REQUIRED WORK: From the entries that follow, copy every line with the word "matches".

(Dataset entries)
== Segment start ==

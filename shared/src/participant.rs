use crate::error::RaceError;
use crate::event::RaceEvent;
use crate::typing::Counters;
use crate::{ParticipantId, RoomId};
use serde::{Deserialize, Serialize};

/// One racer's progress and final score within a room.
///
/// Counters only ever move forward, and once `finished_at` is set the record is
/// frozen.
#[derive(Debug, Clone, PartialEq, Serialize, Deserialize)]
pub struct Participant {
    pub id: ParticipantId,
    pub display_name: String,
    pub room_id: RoomId,
    pub joined_at: u64,
    pub correct_chars: u32,
    pub total_chars_typed: u32,
    pub mistakes: u32,
    pub progress_percent: f64,
    pub revision: u32,
    /// False once the participant has left; they no longer hold the race open.
    pub active: bool,
    pub finished_at: Option<u64>,
    pub wpm: Option<f64>,
    pub accuracy: Option<f64>,
}

impl Participant {
    pub fn new(id: ParticipantId, display_name: String, room_id: RoomId, joined_at: u64) -> Self {
        Self {
            id,
            display_name,
            room_id,
            joined_at,
            correct_chars: 0,
            total_chars_typed: 0,
            mistakes: 0,
            progress_percent: 0.0,
            revision: 0,
            active: true,
            finished_at: None,
            wpm: None,
            accuracy: None,
        }
    }

    /// Entry for a participant only known from progress or finish events so far.
    pub fn placeholder(id: ParticipantId, room_id: RoomId) -> Self {
        Self::new(id, String::new(), room_id, 0)
    }

    pub fn is_finished(&self) -> bool {
        self.finished_at.is_some()
    }

    pub fn counters(&self) -> Counters {
        Counters {
            correct_chars: self.correct_chars,
            total_chars_typed: self.total_chars_typed,
            mistakes: self.mistakes,
            progress_percent: self.progress_percent,
            revision: self.revision,
        }
    }

    /// Accepts a snapshot only if it is at least as new as the one held,
    /// ordered by `(total_chars_typed, revision)`.
    pub fn apply_progress(&mut self, counters: &Counters) -> Result<(), RaceError> {
        if self.is_finished() {
            return Err(RaceError::AlreadyFinished(self.id));
        }

        let incoming = (counters.total_chars_typed, counters.revision);
        let held = (self.total_chars_typed, self.revision);
        if incoming < held {
            return Err(RaceError::StaleEvent);
        }

        self.correct_chars = counters.correct_chars;
        self.total_chars_typed = counters.total_chars_typed;
        self.mistakes = counters.mistakes;
        self.progress_percent = counters.progress_percent;
        self.revision = counters.revision;
        Ok(())
    }

    /// Records the final score. The first finish is terminal.
    pub fn finish(&mut self, wpm: f64, accuracy: f64, finished_at: u64) -> Result<(), RaceError> {
        if self.is_finished() {
            return Err(RaceError::AlreadyFinished(self.id));
        }

        self.wpm = Some(wpm);
        self.accuracy = Some(accuracy);
        self.finished_at = Some(finished_at);
        Ok(())
    }

    /// Expresses this record as the absolute events that would rebuild it.
    pub fn to_events(&self) -> Vec<RaceEvent> {
        let mut events = vec![
            RaceEvent::ParticipantJoined {
                participant_id: self.id,
                display_name: self.display_name.clone(),
                joined_at: self.joined_at,
            },
            RaceEvent::progress(self.id, &self.counters()),
        ];

        if let (Some(wpm), Some(accuracy), Some(finished_at)) =
            (self.wpm, self.accuracy, self.finished_at)
        {
            events.push(RaceEvent::ParticipantFinished {
                participant_id: self.id,
                wpm,
                accuracy,
                finished_at,
            });
        }

        if !self.active {
            events.push(RaceEvent::ParticipantLeft {
                participant_id: self.id,
            });
        }

        events
    }
}

#[cfg(test)]
mod tests {
    use super::*;

    fn counters(correct: u32, total: u32, mistakes: u32, revision: u32) -> Counters {
        Counters {
            correct_chars: correct,
            total_chars_typed: total,
            mistakes,
            progress_percent: correct as f64 * 10.0,
            revision,
        }
    }

    #[test]
    fn test_participant_creation() {
        let p = Participant::new(ParticipantId(1), "Alice".to_string(), RoomId(3), 42);
        assert_eq!(p.display_name, "Alice");
        assert_eq!(p.room_id, RoomId(3));
        assert!(p.active);
        assert!(!p.is_finished());
        assert_eq!(p.counters(), Counters::default());
    }

    #[test]
    fn test_progress_monotonic_guard() {
        let mut p = Participant::new(ParticipantId(1), "A".to_string(), RoomId(1), 0);

        p.apply_progress(&counters(3, 4, 1, 4)).unwrap();
        assert_eq!(p.apply_progress(&counters(2, 3, 1, 3)), Err(RaceError::StaleEvent));
        assert_eq!(p.correct_chars, 3);

        // Backspace keeps total_chars_typed but bumps the revision.
        p.apply_progress(&counters(2, 4, 1, 5)).unwrap();
        assert_eq!(p.correct_chars, 2);
        assert_eq!(p.apply_progress(&counters(3, 4, 1, 4)), Err(RaceError::StaleEvent));
    }

    #[test]
    fn test_finish_is_terminal() {
        let mut p = Participant::new(ParticipantId(1), "A".to_string(), RoomId(1), 0);
        p.finish(40.0, 95.0, 1_000).unwrap();

        assert_eq!(p.finish(80.0, 100.0, 900), Err(RaceError::AlreadyFinished(ParticipantId(1))));
        assert_eq!(p.wpm, Some(40.0));
        assert_eq!(p.accuracy, Some(95.0));
        assert_eq!(p.finished_at, Some(1_000));

        assert_eq!(
            p.apply_progress(&counters(9, 9, 0, 99)),
            Err(RaceError::AlreadyFinished(ParticipantId(1)))
        );
    }

    #[test]
    fn test_to_events_rebuilds_record() {
        let mut p = Participant::new(ParticipantId(5), "Eve".to_string(), RoomId(1), 10);
        p.apply_progress(&counters(4, 5, 1, 6)).unwrap();
        p.finish(12.5, 80.0, 2_000).unwrap();
        p.active = false;

        let events = p.to_events();
        assert_eq!(events.len(), 4);
        assert!(matches!(events[0], RaceEvent::ParticipantJoined { .. }));
        assert!(matches!(events[2], RaceEvent::ParticipantFinished { .. }));
        assert!(matches!(events[3], RaceEvent::ParticipantLeft { .. }));
    }
}
//! Per-participant typing state machine.
//!
//! A [`TypingCursor`] consumes classified keystrokes against an immutable
//! [`RaceText`] and yields absolute counter snapshots. Words must be typed exactly
//! before a word boundary advances the cursor; history of mistakes is never
//! rewound by backspace.

use crate::error::RaceError;
use crate::metrics::round2;
use serde::{Deserialize, Serialize};

/// A single keystroke, already classified.
#[derive(Debug, Clone, Copy, PartialEq, Eq, Serialize, Deserialize)]
pub enum Keystroke {
    Char(char),
    Backspace,
    WordBoundary,
}

impl Keystroke {
    /// Classifies a raw character coming from a keyboard or terminal.
    pub fn from_char(c: char) -> Self {
        match c {
            '\u{8}' | '\u{7f}' => Keystroke::Backspace,
            c if c.is_whitespace() => Keystroke::WordBoundary,
            c => Keystroke::Char(c),
        }
    }
}

/// Race text split into whitespace-delimited words of Unicode scalar values.
#[derive(Debug, Clone, PartialEq, Serialize, Deserialize)]
#[serde(try_from = "String", into = "String")]
pub struct RaceText {
    raw: String,
    words: Vec<Vec<char>>,
    total_chars: u32,
}

impl RaceText {
    pub fn new(text: &str) -> Result<Self, RaceError> {
        let words: Vec<Vec<char>> = text
            .split_whitespace()
            .map(|word| word.chars().collect())
            .collect();

        if words.is_empty() {
            return Err(RaceError::EmptyText);
        }

        let total_chars = words.iter().map(|w| w.len() as u32).sum();

        Ok(Self {
            raw: text.to_string(),
            words,
            total_chars,
        })
    }

    pub fn as_str(&self) -> &str {
        &self.raw
    }

    pub fn word(&self, index: usize) -> Option<&[char]> {
        self.words.get(index).map(|w| w.as_slice())
    }

    pub fn word_count(&self) -> usize {
        self.words.len()
    }

    /// Non-whitespace characters across all words; the denominator for progress.
    pub fn total_chars(&self) -> u32 {
        self.total_chars
    }
}

impl TryFrom<String> for RaceText {
    type Error = RaceError;

    fn try_from(value: String) -> Result<Self, Self::Error> {
        RaceText::new(&value)
    }
}

impl From<RaceText> for String {
    fn from(text: RaceText) -> Self {
        text.raw
    }
}

/// Absolute counter snapshot for one participant.
#[derive(Debug, Clone, Copy, Default, PartialEq, Serialize, Deserialize)]
pub struct Counters {
    pub correct_chars: u32,
    pub total_chars_typed: u32,
    pub mistakes: u32,
    pub progress_percent: f64,
    /// Number of state-changing keystrokes accepted so far.
    pub revision: u32,
}

/// Result of feeding one keystroke to a cursor.
#[derive(Debug, Clone, Copy, PartialEq)]
pub enum KeystrokeOutcome {
    /// State changed; new snapshot.
    Progress(Counters),
    /// Keystroke had no effect (overtype, backspace at word start, wrong word boundary).
    Unchanged(Counters),
    /// Final word completed by this keystroke. Emitted once per cursor.
    Completed(Counters),
    /// Cursor already finished; keystroke dropped.
    Rejected,
}

impl KeystrokeOutcome {
    pub fn counters(&self) -> Option<Counters> {
        match self {
            KeystrokeOutcome::Progress(c)
            | KeystrokeOutcome::Unchanged(c)
            | KeystrokeOutcome::Completed(c) => Some(*c),
            KeystrokeOutcome::Rejected => None,
        }
    }
}

/// Transient position of one participant within the race text.
#[derive(Debug, Clone, PartialEq)]
pub struct TypingCursor {
    word_index: usize,
    char_index: usize,
    inputs: Vec<Vec<char>>,
    total_chars_typed: u32,
    mistakes: u32,
    revision: u32,
    finished: bool,
}

impl TypingCursor {
    pub fn new(text: &RaceText) -> Self {
        Self {
            word_index: 0,
            char_index: 0,
            inputs: vec![Vec::new(); text.word_count()],
            total_chars_typed: 0,
            mistakes: 0,
            revision: 0,
            finished: false,
        }
    }

    pub fn word_index(&self) -> usize {
        self.word_index
    }

    pub fn char_index(&self) -> usize {
        self.char_index
    }

    /// What the participant has typed for the given word.
    pub fn input(&self, word_index: usize) -> Option<&[char]> {
        self.inputs.get(word_index).map(|w| w.as_slice())
    }

    pub fn is_finished(&self) -> bool {
        self.finished
    }

    pub fn apply(&mut self, text: &RaceText, key: Keystroke) -> KeystrokeOutcome {
        if self.finished {
            return KeystrokeOutcome::Rejected;
        }

        let Some(word) = text.word(self.word_index) else {
            return KeystrokeOutcome::Rejected;
        };

        match key {
            Keystroke::Char(c) => {
                // Overtype past the end of a word is not recorded.
                if self.char_index >= word.len() {
                    return KeystrokeOutcome::Unchanged(self.counters(text));
                }

                if c != word[self.char_index] {
                    self.mistakes += 1;
                }
                self.inputs[self.word_index].push(c);
                self.char_index += 1;
                self.total_chars_typed += 1;
                self.revision += 1;

                let is_last_word = self.word_index + 1 == text.word_count();
                if is_last_word && self.inputs[self.word_index].as_slice() == word {
                    self.advance_word(text);
                    return KeystrokeOutcome::Completed(self.counters(text));
                }
            }
            Keystroke::Backspace => {
                if self.char_index == 0 {
                    return KeystrokeOutcome::Unchanged(self.counters(text));
                }
                self.char_index -= 1;
                self.inputs[self.word_index].truncate(self.char_index);
                self.revision += 1;
            }
            Keystroke::WordBoundary => {
                if self.inputs[self.word_index].as_slice() != word {
                    return KeystrokeOutcome::Unchanged(self.counters(text));
                }
                self.revision += 1;
                self.advance_word(text);
                if self.finished {
                    return KeystrokeOutcome::Completed(self.counters(text));
                }
            }
        }

        KeystrokeOutcome::Progress(self.counters(text))
    }

    fn advance_word(&mut self, text: &RaceText) {
        self.word_index += 1;
        self.char_index = 0;
        if self.word_index >= text.word_count() {
            self.finished = true;
        }
    }

    /// Correct characters, recomputed from the cursor state.
    ///
    /// Completed words count in full; the word in progress counts positions that
    /// match the expected word.
    pub fn correct_chars(&self, text: &RaceText) -> u32 {
        let completed: u32 = (0..self.word_index.min(text.word_count()))
            .filter_map(|i| text.word(i))
            .map(|w| w.len() as u32)
            .sum();

        let in_progress = match (text.word(self.word_index), self.input(self.word_index)) {
            (Some(expected), Some(typed)) => typed
                .iter()
                .zip(expected.iter())
                .filter(|(a, b)| a == b)
                .count() as u32,
            _ => 0,
        };

        completed + in_progress
    }

    pub fn counters(&self, text: &RaceText) -> Counters {
        let correct_chars = self.correct_chars(text);
        Counters {
            correct_chars,
            total_chars_typed: self.total_chars_typed,
            mistakes: self.mistakes,
            progress_percent: round2(100.0 * correct_chars as f64 / text.total_chars() as f64),
            revision: self.revision,
        }
    }
}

== Segment end ==

RESULT FOR THIS TASK:
        assert!(matches!(events[0], RaceEvent::ParticipantJoined { .. }));
        assert!(matches!(events[2], RaceEvent::ParticipantFinished { .. }));
        assert!(matches!(events[3], RaceEvent::ParticipantLeft { .. }));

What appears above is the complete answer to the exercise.